ZX: A network file system for high-latency networks
(Wiley, 2018) Ballesteros, Francisco J.; Guardiola Múzquiz, Gorka; Soriano-Salvador, Enrique
Using a central file server is good for interactive access to files, because of the coherency implied by a centralized design. In fact, within local area networks, this is a common case. However, distributed environments in use today may exhibit round-trip times on the order of 50 or 100 ms. This is a problem for interactive file access to a central file server because of the resulting access times. Although aggressive caching and loosely synchronized replicas may be used for distributed file access, there are cases where the better coherency provided by a central server is still desirable. In this paper, we present ZX, a distributed file system and protocol designed with latency in mind.

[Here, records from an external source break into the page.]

//! Line-oriented operator console used while the daemon runs.

use std::str::FromStr;

use thiserror::Error;
use tokio::io::{AsyncBufRead, AsyncBufReadExt, AsyncWrite, AsyncWriteExt};
use tracing::{info, warn};

use crate::orchestrator::{Orchestrator, StartOutcome, StopOutcome};
use crate::store::{RecipientId, StoreError};

pub const HELP: &str = "\
Commands:
  start               start monitoring all remaining targets
  stop                stop monitoring
  status              show polling and per-target state
  reset               mark every target as not yet booked (stops monitoring)
  subscribe <id>      add a notification recipient
  help                show this help
  quit                exit";

#[derive(Debug, Clone, PartialEq, Eq)]
pub enum Command {
    Start,
    Stop,
    Status,
    Reset,
    Subscribe(RecipientId),
    Help,
    Quit,
}

#[derive(Debug, Error, PartialEq, Eq)]
pub enum ParseCommandError {
    #[error("empty command")]
    Empty,
    #[error("unknown command {0:?}, type `help` for a list")]
    Unknown(String),
    #[error("usage: subscribe <id>")]
    MissingRecipient,
}

impl FromStr for Command {
    type Err = ParseCommandError;

    fn from_str(line: &str) -> Result<Self, Self::Err> {
        let mut words = line.split_whitespace();
        let command = words.next().ok_or(ParseCommandError::Empty)?;

        match command.to_ascii_lowercase().as_str() {
            "start" => Ok(Command::Start),
            "stop" => Ok(Command::Stop),
            "status" => Ok(Command::Status),
            "reset" => Ok(Command::Reset),
            "subscribe" => words
                .next()
                .map(|id| Command::Subscribe(id.into()))
                .ok_or(ParseCommandError::MissingRecipient),
            "help" | "?" => Ok(Command::Help),
            "quit" | "exit" => Ok(Command::Quit),
            _ => Err(ParseCommandError::Unknown(command.to_string())),
        }
    }
}

/// What to do after a command ran
#[derive(Debug, Clone, PartialEq, Eq)]
pub enum Reply {
    Text(String),
    Quit,
}

pub async fn execute(orchestrator: &Orchestrator, command: Command) -> Result<Reply, StoreError> {
    let text = match command {
        Command::Start => match orchestrator.enable_polling().await? {
            StartOutcome::Started => "Monitoring started.".to_string(),
            StartOutcome::AlreadyRunning => "Monitoring is already running.".to_string(),
            StartOutcome::AllTargetsDone => {
                "All targets are already booked. Run `reset` to start over.".to_string()
            }
            StartOutcome::NoTargets => "No targets are configured.".to_string(),
        },
        Command::Stop => match orchestrator.disable_polling().await? {
            StopOutcome::Stopped => "Monitoring stopped.".to_string(),
            StopOutcome::AlreadyStopped => "Monitoring is already stopped.".to_string(),
        },
        Command::Status => orchestrator.query_status().await.to_string(),
        Command::Reset => {
            let stopped = orchestrator.reset_all_targets().await?;
            if stopped {
                "Target state reset, monitoring stopped.".to_string()
            } else {
                "Target state reset.".to_string()
            }
        }
        Command::Subscribe(recipient) => {
            if orchestrator.subscribe(recipient.clone()).await? {
                format!("Subscribed {recipient}.")
            } else {
                format!("{recipient} is already subscribed.")
            }
        }
        Command::Help => HELP.to_string(),
        Command::Quit => return Ok(Reply::Quit),
    };

    Ok(Reply::Text(text))
}

/// Why the console loop ended
#[derive(Debug, Clone, Copy, PartialEq, Eq)]
pub enum ConsoleExit {
    Quit,
    EndOfInput,
}

/// Read commands from `input` until EOF or `quit`, writing replies to `output`
pub async fn run<R, W>(
    orchestrator: &Orchestrator,
    input: R,
    mut output: W,
) -> std::io::Result<ConsoleExit>
where
    R: AsyncBufRead + Unpin,
    W: AsyncWrite + Unpin,
{
    let mut lines = input.lines();

    while let Some(line) = lines.next_line().await? {
        if line.trim().is_empty() {
            continue;
        }

        let reply = match line.parse::<Command>() {
            Ok(command) => {
                info!(?command, "Console command");
                match execute(orchestrator, command).await {
                    Ok(Reply::Quit) => return Ok(ConsoleExit::Quit),
                    Ok(Reply::Text(text)) => text,
                    Err(error) => {
                        warn!(%error, "Console command failed");
                        format!("error: {error}")
                    }
                }
            }
            Err(error) => error.to_string(),
        };

        output.write_all(reply.trim_end().as_bytes()).await?;
        output.write_all(b"\n").await?;
        output.flush().await?;
    }

    Ok(ConsoleExit::EndOfInput)
}

#[cfg(test)]
mod tests {
    use super::*;

    #[test]
    fn parses_commands() {
        assert_eq!("start".parse::<Command>(), Ok(Command::Start));
        assert_eq!("  STOP ".parse::<Command>(), Ok(Command::Stop));
        assert_eq!("subscribe 12345".parse::<Command>(), Ok(Command::Subscribe("12345".into())));
        assert_eq!("exit".parse::<Command>(), Ok(Command::Quit));
    }

    #[test]
    fn rejects_bad_input() {
        assert_eq!("".parse::<Command>(), Err(ParseCommandError::Empty));
        assert_eq!("subscribe".parse::<Command>(), Err(ParseCommandError::MissingRecipient));
        assert_eq!(
            "book now".parse::<Command>(),
            Err(ParseCommandError::Unknown("book".into()))
        );
    }
}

It can use caching, but it does not require caching or batching to address latency issues. ZX relies on a novel channel-based file system interface. It includes find requests and leverages streaming requests to work well under high-latency conditions. Unlike other protocols designed for distributed access to a central server, ZX tolerates round-trip times on the order of 50 or 100 ms to access a central file server for interactive usage such as compiling shared sources, running binaries, editing documents, and other similar workloads. It can be used on UNIX using a FUSE adaptor while permitting native ZX speakers to run faster.